Introduction: Bariatric surgery is associated with improvement of obesity related co-morbidities. Some studies suggest that these patients may be susceptible to alcohol abuse due to alteration in metabolism. Aim of this study was to assess the impact of bariatric surgery on high risk alcohol use in a meta-analysis of the published data.
Methods: MEDLINE and Embase were searched from inception through September 2016 with MeSH terms “alcohol”, “substance abuse”, “outcomes”, and “bariatric surgery”. Dual extraction and quality assessment of studies was performed independently by two authors. Inclusion criteria were retrospective and prospective studies reporting long-term outcomes (>12 months) after bariatric procedures, with >100 patients in a cohort, and reporting rates of alcohol use as per the AUDIT, dSCID criteria and data from inpatient alcohol treatment. Primary outcomes included the pooled event rate and 95% confidence interval (95% CI) for significant alcohol use after bariatric surgery, new-onset significant alcohol use after bariatric surgery and odds ratio comparing rates of alcohol abuse before and after surgery.

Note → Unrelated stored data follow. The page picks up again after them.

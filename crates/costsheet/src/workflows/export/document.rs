use serde::Serialize;

use crate::workflows::catalog::{export_row, CatalogRecord};
use crate::workflows::costing::CostSheetView;

const MAX_STEM_CHARS: usize = 80;

#[derive(Debug, Clone, Copy, PartialEq, Eq, Serialize)]
#[serde(rename_all = "snake_case")]
pub enum DocumentKind {
    CostSheet,
    Inventory,
}

impl DocumentKind {
    pub const fn busy_message(self) -> &'static str {
        match self {
            Self::CostSheet => "Preparing Cost Sheet...",
            Self::Inventory => "Preparing PDF...",
        }
    }
}

/// A titled stack of tables, independent of any output format.
#[derive(Debug, Clone, PartialEq, Eq, Serialize)]
pub struct TabularDocument {
    pub kind: DocumentKind,
    pub title: String,
    pub file_name: String,
    pub tables: Vec<Table>,
    pub footer: Option<FooterLine>,
}

#[derive(Debug, Clone, PartialEq, Eq, Serialize)]
pub struct Table {
    pub headers: Vec<String>,
    pub rows: Vec<Vec<String>>,
}

impl Table {
    pub fn new<const N: usize>(headers: [&str; N], rows: Vec<Vec<String>>) -> Self {
        Self {
            headers: headers.iter().map(|header| header.to_string()).collect(),
            rows,
        }
    }
}

/// Bold label/value line printed under the last table.
#[derive(Debug, Clone, PartialEq, Eq, Serialize)]
pub struct FooterLine {
    pub label: String,
    pub value: String,
}

/// Replaces each run of characters outside `[A-Za-z0-9_-]` with `_` and keeps
/// at most 80 characters.
pub fn sanitize_file_stem(raw: &str) -> String {
    let mut stem = String::with_capacity(raw.len());
    let mut in_run = false;
    for ch in raw.chars() {
        if ch.is_ascii_alphanumeric() || ch == '_' || ch == '-' {
            stem.push(ch);
            in_run = false;
        } else if !in_run {
            stem.push('_');
            in_run = true;
        }
    }
    stem.chars().take(MAX_STEM_CHARS).collect()
}

pub fn cost_sheet_file_name(project_name: &str, unit_no: &str) -> String {
    let unit = sanitize_file_stem(unit_no);
    let unit = if unit.is_empty() { "unit".to_string() } else { unit };
    format!("{}_Costing_{}.pdf", sanitize_file_stem(project_name), unit)
}

pub fn inventory_file_name(project_name: &str) -> String {
    format!("{}_Inventory.pdf", sanitize_file_stem(project_name))
}

/// Unit summary, price breakdown, and payment plan, footed by the schedule
/// total.
pub fn cost_sheet_document(view: &CostSheetView) -> TabularDocument {
    let summary = Table::new(
        ["Unit No", "Size", "Type"],
        vec![vec![
            view.unit.unit_no.clone(),
            view.unit.size.clone(),
            view.unit.unit_type.clone(),
        ]],
    );

    let breakdown_rows = view
        .rates
        .iter()
        .chain(view.breakdown.iter())
        .chain(std::iter::once(&view.grand_total))
        .map(|row| vec![row.label.clone(), row.display.clone()])
        .collect();

    let schedule_rows = view
        .schedule
        .iter()
        .map(|row| vec![row.label.clone(), row.display.clone()])
        .collect();

    TabularDocument {
        kind: DocumentKind::CostSheet,
        title: view.project_name.clone(),
        file_name: cost_sheet_file_name(&view.project_name, &view.unit.unit_no),
        tables: vec![
            summary,
            Table::new(["Particulars", "Amount"], breakdown_rows),
            Table::new(["Milestone", "Amount"], schedule_rows),
        ],
        footer: Some(FooterLine {
            label: view.schedule_total.label.clone(),
            value: view.schedule_total.display.clone(),
        }),
    }
}

pub fn inventory_document(project_name: &str, rows: &[CatalogRecord]) -> TabularDocument {
    let label = if project_name.trim().is_empty() {
        "Inventory"
    } else {
        project_name
    };

    TabularDocument {
        kind: DocumentKind::Inventory,
        title: format!("{label} - Inventory"),
        file_name: inventory_file_name(label),
        tables: vec![Table::new(
            ["Unit No", "Size", "Type", "Possession", "Payment"],
            rows.iter().map(export_row).collect(),
        )],
        footer: None,
    }
}

#[cfg(test)]
mod tests {
    use super::*;
    use crate::workflows::costing::{CostSheet, PlanId, UnitAttributes};

    #[test]
    fn file_stems_collapse_disallowed_runs() {
        assert_eq!(sanitize_file_stem("Terra @ 37D, Gurugram"), "Terra_37D_Gurugram");
        assert_eq!(sanitize_file_stem("a-b_c"), "a-b_c");
        assert_eq!(sanitize_file_stem(&"x".repeat(120)).len(), 80);
    }

    #[test]
    fn cost_sheet_file_name_defaults_the_unit() {
        assert_eq!(
            cost_sheet_file_name("Amara Plots", "P/17"),
            "Amara_Plots_Costing_P_17.pdf"
        );
        assert_eq!(cost_sheet_file_name("Amara", ""), "Amara_Costing_unit.pdf");
    }

    #[test]
    fn cost_sheet_document_has_three_tables_and_cross_check_footer() {
        let mut attributes = UnitAttributes::new(150.0, 5000.0, 200.0);
        attributes.project_name = "Amara Plots".to_string();
        attributes.unit_no = "P-17".to_string();
        let sheet = CostSheet::compute(PlanId::PlotsNew102, attributes);
        let view = CostSheetView::from_sheet(&sheet);

        let document = cost_sheet_document(&view);
        assert_eq!(document.title, "Amara Plots");
        assert_eq!(document.file_name, "Amara_Plots_Costing_P-17.pdf");

        let headers: Vec<Vec<String>> = document
            .tables
            .iter()
            .map(|table| table.headers.clone())
            .collect();
        assert_eq!(
            headers,
            vec![
                vec!["Unit No", "Size", "Type"],
                vec!["Particulars", "Amount"],
                vec!["Milestone", "Amount"],
            ]
        );

        let breakdown = &document.tables[1].rows;
        assert_eq!(
            breakdown.last().expect("total row"),
            &vec!["Total (Indicative)".to_string(), "10,52,200".to_string()]
        );
        assert_eq!(document.tables[2].rows.len(), 8);

        let footer = document.footer.expect("footer");
        assert_eq!(footer.label, "Total (Payment Plan)");
        assert_eq!(footer.value, "10,52,200");
    }

    #[test]
    fn inventory_document_titles_by_project() {
        let rows = vec![CatalogRecord::from_pairs([
            ("Unit No", "T-1"),
            ("Size", "200"),
            ("Possession", "2027"),
        ])];
        let document = inventory_document("37D Terra", &rows);
        assert_eq!(document.title, "37D Terra - Inventory");
        assert_eq!(document.file_name, "37D_Terra_Inventory.pdf");
        assert_eq!(document.tables[0].rows[0], vec!["T-1", "200", "-", "2027", "-"]);

        assert_eq!(inventory_document("", &[]).file_name, "Inventory_Inventory.pdf");
    }
}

Results: 565 citations were identified;12 prospective and 16 retrospective or cross-sectional cohort studies including 15,714 subjects were analyzed. Average follow-up was 2.6 years(range 0.08-10 years). Average age of participants ranged from 26.5-50.1 years, with 76.8% female. Majority of patients had undergone Roux-en-Y gastric bypass and fewer had laparoscopic gastric banding/other restrictive procedures. New-onset significant alcohol use was identified in 8% of patients after bariatric surgery. 19% of patients had significant alcohol use prior to bariatric surgery, event rate 0.19(95% CI 0.12-0.28,18 studies,4697 patients). 23% of patients had significant alcohol abuse after bariatric surgery; event rate 0.23(95% CI 0.14-0.34,I 2=97%,Tau 2=1.5,19 studies,4552 patients). Patients had higher odds of significant alcohol use after surgery than before, OR 1.5(95% CI 1.07-2.11, I 2=89%,Tau 2=0.3,11 studies,3370 patients). Conclusion: Bariatric surgery is associated with significant increase in moderate to high-risk alcohol use/abuse with a new-onset incidence of 8%. Additionally, 19% of patients overall reported problem drinking prior to surgery. Thus, better selection of patients and further studies to identify modifiable factors are needed to decrease the substantial burden of high-risk alcohol use after bariatric surgery. Figure:
New onset alcohol use after bariatric surgery seen in 8% of patients (I sq=0%; Tau sq=0; 5 studies; 2698 patients).
Odds Ratio for significant alcohol abuse after bariatric surgery is 1.5 (95% CI 1.07-2.11;I sq=89%; Tau sq=0.3; 11 studies;, 3370 patients).